How to Block Scrapers, Hackers & Spammers With Wordfence via @sejournal, @martinibuster

Block plagiarizing scrapers and hackers with these tips for unlocking powerful capabilities within the Wordfence WordPress security plugin The post How to Block Scrapers, Hackers & Spammers With Wordfence appeared first on Search Engine Journal.

How to Block Scrapers, Hackers & Spammers With Wordfence via @sejournal, @martinibuster

Wordfence is a popular WordPress security plugin. Among the features are scanner that monitors for hacked files and a firewall with regularly updated rules that proactively blocks malicious bots.

There’s also a useful feature tucked away in the tool that makes user-configurable firewall rules available that can supercharge your ability to block hackers, scrapers and spammers.

Scrapers are especially troublesome because they copy your content and publish it elsewhere.

Using a tool like Wordfence can help reduce the amount of content that scrapers can plagiarize.

There are many WordPress security plugins and SaaS solutions to choose from that are highly recommended, including Sucuri Security and Cloudflare.
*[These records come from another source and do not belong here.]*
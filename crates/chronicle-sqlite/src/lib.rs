//! SQLite backend for chronicle change tracking.
//!
//! [`engine`] exposes the synchronous operations over a plain
//! [`rusqlite::Connection`], for callers that already own one.
//! [`SqliteChronicle`] wraps [`tokio_rusqlite`] so the same operations run on
//! a dedicated thread without blocking the async runtime.

mod encode;
mod introspect;
mod migrate;
mod query;
mod schema;
mod sql;
mod tracker;
mod triggers;

pub mod engine;
pub mod error;

pub use error::{Error, Result};
pub use tracker::SqliteChronicle;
Wordfence is one of many security solutions available and it’s up to you to figure out which feels more comfortable within your workflow.

Wordfence and other solutions function fine as a set it and forget it solution.
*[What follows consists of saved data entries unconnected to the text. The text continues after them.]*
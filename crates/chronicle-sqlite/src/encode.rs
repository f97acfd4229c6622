//! Conversions between SQLite values and chronicle key values.

use chronicle_core::KeyValue;
use rusqlite::types::Value;

pub fn decode_key_value(value: Value) -> KeyValue {
  match value {
    Value::Null => KeyValue::Null,
    Value::Integer(i) => KeyValue::Integer(i),
    Value::Real(f) => KeyValue::Real(f),
    Value::Text(s) => KeyValue::Text(s),
    Value::Blob(b) => KeyValue::Blob(b),
  }
}

/// Raw shadow row as read from SQLite, before key decoding.
pub struct RawShadowRow {
  pub key:        Vec<Value>,
  pub added_ms:   i64,
  pub updated_ms: i64,
  pub version:    i64,
  pub deleted:    i64,
}

impl RawShadowRow {
  pub fn into_shadow_row(self) -> chronicle_core::ShadowRow {
    chronicle_core::ShadowRow {
      key:        self.key.into_iter().map(decode_key_value).collect::<Vec<_>>().into(),
      added_ms:   self.added_ms,
      updated_ms: self.updated_ms,
      version:    self.version,
      deleted:    self.deleted != 0,
    }
  }
}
However, in my experience I have found that the user configurable firewall in Wordfence gives one an opportunity to dial up the bot hammering power and really stick it to the hackers and scrapers.

But before you dial up the firewall it’s important to know how far these firewall rules can be taken and we’ll take a look at that, too.

Wordfence WordPress Security

Wordfence is trusted by over 4 million users for protecting their WordPress sites.

The default Firewall behavior is to block bots that grab too many pages too fast or bots and humans that display activities that signal an intent to hack the site.

The firewall will block the IP address of the rogue bot for a set period of time, after which Wordfence drops the block.

The default settings on the firewall works great.

But sometimes bots still get through and are able to scrape a site or probe it for vulnerabilities by scraping the site slowly.

A common approach by hackers is to set a bot to hit the site quickly and when it gets blocked it will rotate to other IP addresses and user agents, which causes a firewall to start the detection process all over again.

But these bots aren’t always programmed very well which makes it easy to block them more efficiently than with the default Wordfence settings.

Background Information About Wordfence Firewall Rules

It’s possible to accomplish efficient bot blocking with server level tools, multiple plugins and even by the use of an .htaccess file.

But editing an .htaccess file can be tricky because there are strict rules to follow and a mistake in the .htaccess file can cause the entire site to fail.

Using firewall rules is simply an easier way to block bots.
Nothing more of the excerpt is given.